---------- Provided data ----------
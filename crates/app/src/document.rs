use std::fmt;

use regimen_domain::{CIRCUIT_COUNT, PrescribedExercise, Property, WorkoutPlan, WorkoutSession};

/// Separates the pages of a rendered document.
pub const PAGE_BREAK: char = '\u{c}';

#[derive(Debug, Default, Clone, PartialEq, Eq)]
pub struct Page {
    pub lines: Vec<String>,
}

impl Page {
    fn push(&mut self, line: impl Into<String>) {
        self.lines.push(line.into());
    }

    fn blank(&mut self) {
        self.lines.push(String::new());
    }
}

/// A printable rendition of a workout plan: a title page followed by one
/// page per session.
#[derive(Debug, Clone, PartialEq, Eq)]
pub struct Document {
    pages: Vec<Page>,
}

impl Document {
    #[must_use]
    pub fn render(plan: &WorkoutPlan) -> Self {
        let mut title = Page::default();
        title.push(format!("Workout Plan for {}", plan.client_name));
        title.blank();
        title.push(format!("Goal: {}", plan.goal.name()));
        title.push(format!("Experience: {}", plan.experience.name()));

        let mut pages = vec![title];
        pages.extend(plan.sessions.iter().map(session_page));

        Self { pages }
    }

    #[must_use]
    pub fn pages(&self) -> &[Page] {
        &self.pages
    }
}

impl fmt::Display for Document {
    fn fmt(&self, f: &mut fmt::Formatter<'_>) -> fmt::Result {
        let count = self.pages.len();
        for (i, page) in self.pages.iter().enumerate() {
            if i > 0 {
                write!(f, "{PAGE_BREAK}")?;
            }
            for line in &page.lines {
                writeln!(f, "{line}")?;
            }
            writeln!(f)?;
            writeln!(f, "Page {} of {count}", i + 1)?;
        }
        Ok(())
    }
}

fn session_page(session: &WorkoutSession) -> Page {
    let sections = &session.sections;
    let mut page = Page::default();
    page.push(format!(
        "Session {} - {}",
        session.session_number,
        session.date.format("%Y-%m-%d")
    ));

    section(&mut page, "Warm-Up", &sections.warmup, warmup_line);
    section(&mut page, "Main Exercises", &sections.main, main_line);
    if let Some(circuit) = sections.circuit.as_ref().filter(|c| !c.is_empty()) {
        section(
            &mut page,
            &format!("Circuit (Complete {CIRCUIT_COUNT} rounds)"),
            circuit,
            circuit_line,
        );
    }
    section(&mut page, "Cool-Down", &sections.cooldown, cooldown_line);

    page
}

fn section(
    page: &mut Page,
    header: &str,
    exercises: &[PrescribedExercise],
    line: fn(&PrescribedExercise) -> String,
) {
    page.blank();
    page.push(header);
    for exercise in exercises {
        page.push(format!("  {}", line(exercise)));
    }
}

fn sets_and_reps(exercise: &PrescribedExercise) -> Option<String> {
    match (exercise.sets, &exercise.reps) {
        (Some(sets), Some(reps)) => Some(format!("{sets} sets x {reps} reps")),
        _ => None,
    }
}

fn warmup_line(exercise: &PrescribedExercise) -> String {
    match (sets_and_reps(exercise), &exercise.duration) {
        (Some(volume), _) => format!("{} - {volume}", exercise.name),
        (None, Some(duration)) => format!("{} - {duration}", exercise.name),
        (None, None) => exercise.name.clone(),
    }
}

fn main_line(exercise: &PrescribedExercise) -> String {
    let Some(volume) = sets_and_reps(exercise) else {
        return exercise.name.clone();
    };
    let mut line = format!("{} - {volume}", exercise.name);
    if let Some(rest) = &exercise.rest {
        line.push_str(&format!(", Rest: {rest}"));
    }
    if let Some(tempo) = &exercise.tempo {
        line.push_str(&format!(", Tempo: {tempo}"));
    }
    line
}

fn circuit_line(exercise: &PrescribedExercise) -> String {
    match (exercise.sets, &exercise.reps, &exercise.duration) {
        (Some(_), Some(reps), _) => format!("{} - {reps} reps", exercise.name),
        (_, _, Some(duration)) => format!("{} - {duration}", exercise.name),
        _ => exercise.name.clone(),
    }
}

fn cooldown_line(exercise: &PrescribedExercise) -> String {
    match &exercise.duration {
        Some(duration) => format!("{} - {duration}", exercise.name),
        None => exercise.name.clone(),
    }
}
----------
[What is being asked]
Nothing but a number should be given: how many lines in the records hold the word "String".

[Exercise solution]
9